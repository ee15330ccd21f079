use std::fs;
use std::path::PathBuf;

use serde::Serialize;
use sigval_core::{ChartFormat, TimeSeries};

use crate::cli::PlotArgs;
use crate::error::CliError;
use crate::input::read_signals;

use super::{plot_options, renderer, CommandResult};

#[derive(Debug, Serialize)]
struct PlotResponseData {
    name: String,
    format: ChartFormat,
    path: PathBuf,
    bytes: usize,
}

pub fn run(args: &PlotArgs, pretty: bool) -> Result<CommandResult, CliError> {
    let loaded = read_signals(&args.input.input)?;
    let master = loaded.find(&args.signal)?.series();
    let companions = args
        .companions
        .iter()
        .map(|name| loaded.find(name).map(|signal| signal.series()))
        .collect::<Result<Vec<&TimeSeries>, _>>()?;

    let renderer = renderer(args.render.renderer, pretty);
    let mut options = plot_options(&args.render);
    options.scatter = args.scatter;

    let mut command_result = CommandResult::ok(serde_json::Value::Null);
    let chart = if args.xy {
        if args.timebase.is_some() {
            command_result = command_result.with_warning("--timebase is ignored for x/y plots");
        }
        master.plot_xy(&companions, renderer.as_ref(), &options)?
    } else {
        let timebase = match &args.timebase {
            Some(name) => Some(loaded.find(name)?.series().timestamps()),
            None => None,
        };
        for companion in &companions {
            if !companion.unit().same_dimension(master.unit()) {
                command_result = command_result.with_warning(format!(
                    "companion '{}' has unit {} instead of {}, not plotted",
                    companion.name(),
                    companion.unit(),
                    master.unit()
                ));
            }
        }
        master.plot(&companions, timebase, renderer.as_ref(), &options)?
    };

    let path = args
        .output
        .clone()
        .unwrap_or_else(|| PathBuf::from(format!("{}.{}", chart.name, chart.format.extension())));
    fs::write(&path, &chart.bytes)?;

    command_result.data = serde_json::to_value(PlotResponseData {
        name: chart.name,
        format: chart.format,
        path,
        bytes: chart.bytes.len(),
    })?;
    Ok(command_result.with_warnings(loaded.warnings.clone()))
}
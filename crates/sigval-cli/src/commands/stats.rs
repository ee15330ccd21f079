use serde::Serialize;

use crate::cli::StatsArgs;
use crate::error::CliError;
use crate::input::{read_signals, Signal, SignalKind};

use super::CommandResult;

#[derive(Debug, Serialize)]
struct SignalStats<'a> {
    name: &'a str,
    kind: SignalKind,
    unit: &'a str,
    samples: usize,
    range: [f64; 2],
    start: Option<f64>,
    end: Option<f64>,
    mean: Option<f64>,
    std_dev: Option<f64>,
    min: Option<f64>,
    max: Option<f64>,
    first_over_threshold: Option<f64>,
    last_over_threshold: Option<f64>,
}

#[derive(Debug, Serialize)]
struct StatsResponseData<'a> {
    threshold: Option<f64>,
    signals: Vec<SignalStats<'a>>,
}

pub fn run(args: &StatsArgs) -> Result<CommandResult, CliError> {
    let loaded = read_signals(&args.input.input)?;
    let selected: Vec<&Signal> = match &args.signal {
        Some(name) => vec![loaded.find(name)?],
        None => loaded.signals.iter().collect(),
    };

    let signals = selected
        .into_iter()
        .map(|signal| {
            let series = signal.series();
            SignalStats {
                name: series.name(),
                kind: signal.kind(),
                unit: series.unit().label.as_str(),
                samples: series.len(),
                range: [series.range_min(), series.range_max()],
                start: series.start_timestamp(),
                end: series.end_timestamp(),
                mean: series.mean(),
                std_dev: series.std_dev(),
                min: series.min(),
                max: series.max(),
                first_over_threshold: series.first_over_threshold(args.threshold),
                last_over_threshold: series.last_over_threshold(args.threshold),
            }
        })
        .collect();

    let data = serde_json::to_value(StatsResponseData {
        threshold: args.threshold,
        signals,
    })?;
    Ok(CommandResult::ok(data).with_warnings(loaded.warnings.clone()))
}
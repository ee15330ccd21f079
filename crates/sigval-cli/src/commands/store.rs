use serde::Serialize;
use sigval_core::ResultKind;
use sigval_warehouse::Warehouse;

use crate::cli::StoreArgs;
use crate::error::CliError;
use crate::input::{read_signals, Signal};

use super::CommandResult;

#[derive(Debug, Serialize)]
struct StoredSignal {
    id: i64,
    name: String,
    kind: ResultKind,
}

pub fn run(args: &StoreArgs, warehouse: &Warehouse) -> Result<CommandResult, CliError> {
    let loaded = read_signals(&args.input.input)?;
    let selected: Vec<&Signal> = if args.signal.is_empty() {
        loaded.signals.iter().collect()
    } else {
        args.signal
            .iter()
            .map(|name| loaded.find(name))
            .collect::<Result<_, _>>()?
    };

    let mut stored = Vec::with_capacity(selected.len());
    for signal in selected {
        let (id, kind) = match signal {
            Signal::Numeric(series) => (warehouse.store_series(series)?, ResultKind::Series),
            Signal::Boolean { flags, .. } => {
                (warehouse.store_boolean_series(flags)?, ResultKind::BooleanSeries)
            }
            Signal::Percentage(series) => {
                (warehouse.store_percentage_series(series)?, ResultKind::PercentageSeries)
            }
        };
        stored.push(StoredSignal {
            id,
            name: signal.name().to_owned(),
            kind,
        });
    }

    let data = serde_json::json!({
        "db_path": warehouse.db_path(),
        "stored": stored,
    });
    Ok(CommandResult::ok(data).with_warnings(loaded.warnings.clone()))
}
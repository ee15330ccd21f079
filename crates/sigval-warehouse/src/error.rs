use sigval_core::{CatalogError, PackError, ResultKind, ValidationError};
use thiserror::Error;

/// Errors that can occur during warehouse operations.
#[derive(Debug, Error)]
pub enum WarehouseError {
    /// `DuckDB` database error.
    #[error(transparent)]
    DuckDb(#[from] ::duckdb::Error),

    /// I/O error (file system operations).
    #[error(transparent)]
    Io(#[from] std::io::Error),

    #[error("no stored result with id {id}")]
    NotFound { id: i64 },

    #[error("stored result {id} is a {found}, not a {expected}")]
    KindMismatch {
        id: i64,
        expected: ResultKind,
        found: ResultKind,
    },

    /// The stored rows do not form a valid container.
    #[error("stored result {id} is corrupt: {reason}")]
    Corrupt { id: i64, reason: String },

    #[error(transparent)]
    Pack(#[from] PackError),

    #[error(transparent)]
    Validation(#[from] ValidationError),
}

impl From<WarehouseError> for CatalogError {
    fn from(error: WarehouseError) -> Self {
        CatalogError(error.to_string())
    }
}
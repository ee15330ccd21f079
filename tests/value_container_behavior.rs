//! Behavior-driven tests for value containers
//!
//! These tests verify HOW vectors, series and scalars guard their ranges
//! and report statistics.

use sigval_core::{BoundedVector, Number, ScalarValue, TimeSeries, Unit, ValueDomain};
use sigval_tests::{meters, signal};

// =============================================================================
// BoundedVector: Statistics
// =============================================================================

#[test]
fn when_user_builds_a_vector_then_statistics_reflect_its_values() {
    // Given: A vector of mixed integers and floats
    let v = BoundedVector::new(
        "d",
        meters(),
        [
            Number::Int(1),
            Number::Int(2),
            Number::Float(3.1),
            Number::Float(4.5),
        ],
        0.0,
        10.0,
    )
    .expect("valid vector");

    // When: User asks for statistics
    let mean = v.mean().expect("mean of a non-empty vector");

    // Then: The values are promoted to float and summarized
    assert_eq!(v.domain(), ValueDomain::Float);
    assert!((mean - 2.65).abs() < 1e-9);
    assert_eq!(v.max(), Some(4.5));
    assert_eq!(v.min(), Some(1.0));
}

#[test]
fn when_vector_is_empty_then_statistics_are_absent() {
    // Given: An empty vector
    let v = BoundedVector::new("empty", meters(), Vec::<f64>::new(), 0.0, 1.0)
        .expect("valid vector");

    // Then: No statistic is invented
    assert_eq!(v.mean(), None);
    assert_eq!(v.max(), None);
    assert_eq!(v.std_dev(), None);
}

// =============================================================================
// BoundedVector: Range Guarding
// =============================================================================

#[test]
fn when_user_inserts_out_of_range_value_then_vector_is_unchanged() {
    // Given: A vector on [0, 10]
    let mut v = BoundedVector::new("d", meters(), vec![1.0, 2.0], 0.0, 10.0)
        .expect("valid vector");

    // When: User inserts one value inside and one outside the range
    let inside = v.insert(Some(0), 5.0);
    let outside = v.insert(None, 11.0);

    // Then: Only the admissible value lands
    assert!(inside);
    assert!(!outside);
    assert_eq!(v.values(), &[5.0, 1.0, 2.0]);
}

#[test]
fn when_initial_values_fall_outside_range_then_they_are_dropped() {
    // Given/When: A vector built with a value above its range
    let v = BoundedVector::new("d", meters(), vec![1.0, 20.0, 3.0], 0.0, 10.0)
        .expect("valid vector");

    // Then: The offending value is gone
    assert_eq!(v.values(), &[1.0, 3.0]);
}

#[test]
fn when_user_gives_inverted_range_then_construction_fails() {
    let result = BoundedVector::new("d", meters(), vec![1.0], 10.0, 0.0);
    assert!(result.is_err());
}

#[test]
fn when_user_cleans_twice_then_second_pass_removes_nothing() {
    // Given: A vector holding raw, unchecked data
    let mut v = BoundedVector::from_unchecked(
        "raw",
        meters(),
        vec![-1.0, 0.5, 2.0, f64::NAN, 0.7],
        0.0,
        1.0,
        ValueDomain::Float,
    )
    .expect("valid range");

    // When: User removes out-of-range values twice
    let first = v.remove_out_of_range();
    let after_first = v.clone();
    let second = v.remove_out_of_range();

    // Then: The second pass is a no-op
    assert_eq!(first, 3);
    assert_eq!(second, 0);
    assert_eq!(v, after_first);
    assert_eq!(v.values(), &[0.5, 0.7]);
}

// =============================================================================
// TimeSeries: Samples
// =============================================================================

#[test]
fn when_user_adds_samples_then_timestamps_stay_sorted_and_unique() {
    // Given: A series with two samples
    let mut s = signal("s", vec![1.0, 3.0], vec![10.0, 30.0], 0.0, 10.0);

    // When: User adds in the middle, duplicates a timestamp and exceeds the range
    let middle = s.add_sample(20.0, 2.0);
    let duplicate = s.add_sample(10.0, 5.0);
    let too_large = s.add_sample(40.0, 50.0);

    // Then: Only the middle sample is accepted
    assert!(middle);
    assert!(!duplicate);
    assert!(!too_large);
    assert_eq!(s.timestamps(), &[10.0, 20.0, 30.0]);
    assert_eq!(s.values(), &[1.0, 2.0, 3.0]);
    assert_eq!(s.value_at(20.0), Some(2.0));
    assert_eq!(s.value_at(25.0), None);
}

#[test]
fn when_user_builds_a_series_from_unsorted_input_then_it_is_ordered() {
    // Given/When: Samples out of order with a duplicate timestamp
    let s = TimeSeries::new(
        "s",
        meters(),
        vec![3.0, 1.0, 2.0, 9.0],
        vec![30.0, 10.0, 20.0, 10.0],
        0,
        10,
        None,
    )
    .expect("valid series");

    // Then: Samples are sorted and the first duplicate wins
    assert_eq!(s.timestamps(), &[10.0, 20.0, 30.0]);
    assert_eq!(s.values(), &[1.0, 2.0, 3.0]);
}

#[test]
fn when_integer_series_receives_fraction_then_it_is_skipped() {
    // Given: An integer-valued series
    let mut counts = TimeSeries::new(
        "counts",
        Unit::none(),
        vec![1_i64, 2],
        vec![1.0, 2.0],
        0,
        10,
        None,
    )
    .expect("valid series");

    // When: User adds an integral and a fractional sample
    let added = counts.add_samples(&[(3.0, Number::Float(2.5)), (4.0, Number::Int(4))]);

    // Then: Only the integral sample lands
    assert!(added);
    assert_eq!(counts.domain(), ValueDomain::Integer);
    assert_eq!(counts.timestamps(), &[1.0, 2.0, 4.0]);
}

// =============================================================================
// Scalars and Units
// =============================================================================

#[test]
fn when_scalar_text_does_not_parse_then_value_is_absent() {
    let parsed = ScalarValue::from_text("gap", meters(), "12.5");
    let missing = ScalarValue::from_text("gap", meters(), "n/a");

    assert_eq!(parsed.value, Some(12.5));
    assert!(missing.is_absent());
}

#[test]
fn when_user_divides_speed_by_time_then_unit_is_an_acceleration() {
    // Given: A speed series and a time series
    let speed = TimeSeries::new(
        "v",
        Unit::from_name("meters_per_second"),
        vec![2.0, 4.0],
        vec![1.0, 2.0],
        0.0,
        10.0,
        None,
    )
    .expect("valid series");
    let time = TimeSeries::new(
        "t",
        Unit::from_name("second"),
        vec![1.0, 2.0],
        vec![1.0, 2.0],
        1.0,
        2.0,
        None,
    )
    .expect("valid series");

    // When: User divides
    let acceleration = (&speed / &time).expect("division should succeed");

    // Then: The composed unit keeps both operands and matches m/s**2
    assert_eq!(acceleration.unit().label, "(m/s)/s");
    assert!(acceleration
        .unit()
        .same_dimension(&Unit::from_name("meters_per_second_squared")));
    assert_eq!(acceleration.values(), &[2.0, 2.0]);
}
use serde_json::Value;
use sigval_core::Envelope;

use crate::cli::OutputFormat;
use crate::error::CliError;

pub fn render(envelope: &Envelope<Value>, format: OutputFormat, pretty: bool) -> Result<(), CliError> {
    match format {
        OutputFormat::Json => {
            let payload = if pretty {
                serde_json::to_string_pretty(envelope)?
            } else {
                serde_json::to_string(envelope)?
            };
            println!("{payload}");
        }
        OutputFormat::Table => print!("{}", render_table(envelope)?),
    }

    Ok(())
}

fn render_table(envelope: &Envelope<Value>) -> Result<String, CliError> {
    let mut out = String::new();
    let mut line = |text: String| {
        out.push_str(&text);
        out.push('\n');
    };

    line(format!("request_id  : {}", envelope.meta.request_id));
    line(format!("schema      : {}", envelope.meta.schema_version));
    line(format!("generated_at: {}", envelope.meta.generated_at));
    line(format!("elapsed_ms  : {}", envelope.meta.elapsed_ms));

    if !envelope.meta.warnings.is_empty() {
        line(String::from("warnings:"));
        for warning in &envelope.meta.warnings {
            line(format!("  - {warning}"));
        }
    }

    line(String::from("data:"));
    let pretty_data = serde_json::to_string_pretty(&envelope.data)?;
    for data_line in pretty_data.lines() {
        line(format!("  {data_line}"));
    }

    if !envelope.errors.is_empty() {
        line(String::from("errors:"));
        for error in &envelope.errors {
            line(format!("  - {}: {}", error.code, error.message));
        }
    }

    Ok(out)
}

######

### EXERCISE INSTRUCTIONS
The response must contain each line above that holds the string "payload".

### ANSWER BOX
            let payload = if pretty {
            println!("{payload}");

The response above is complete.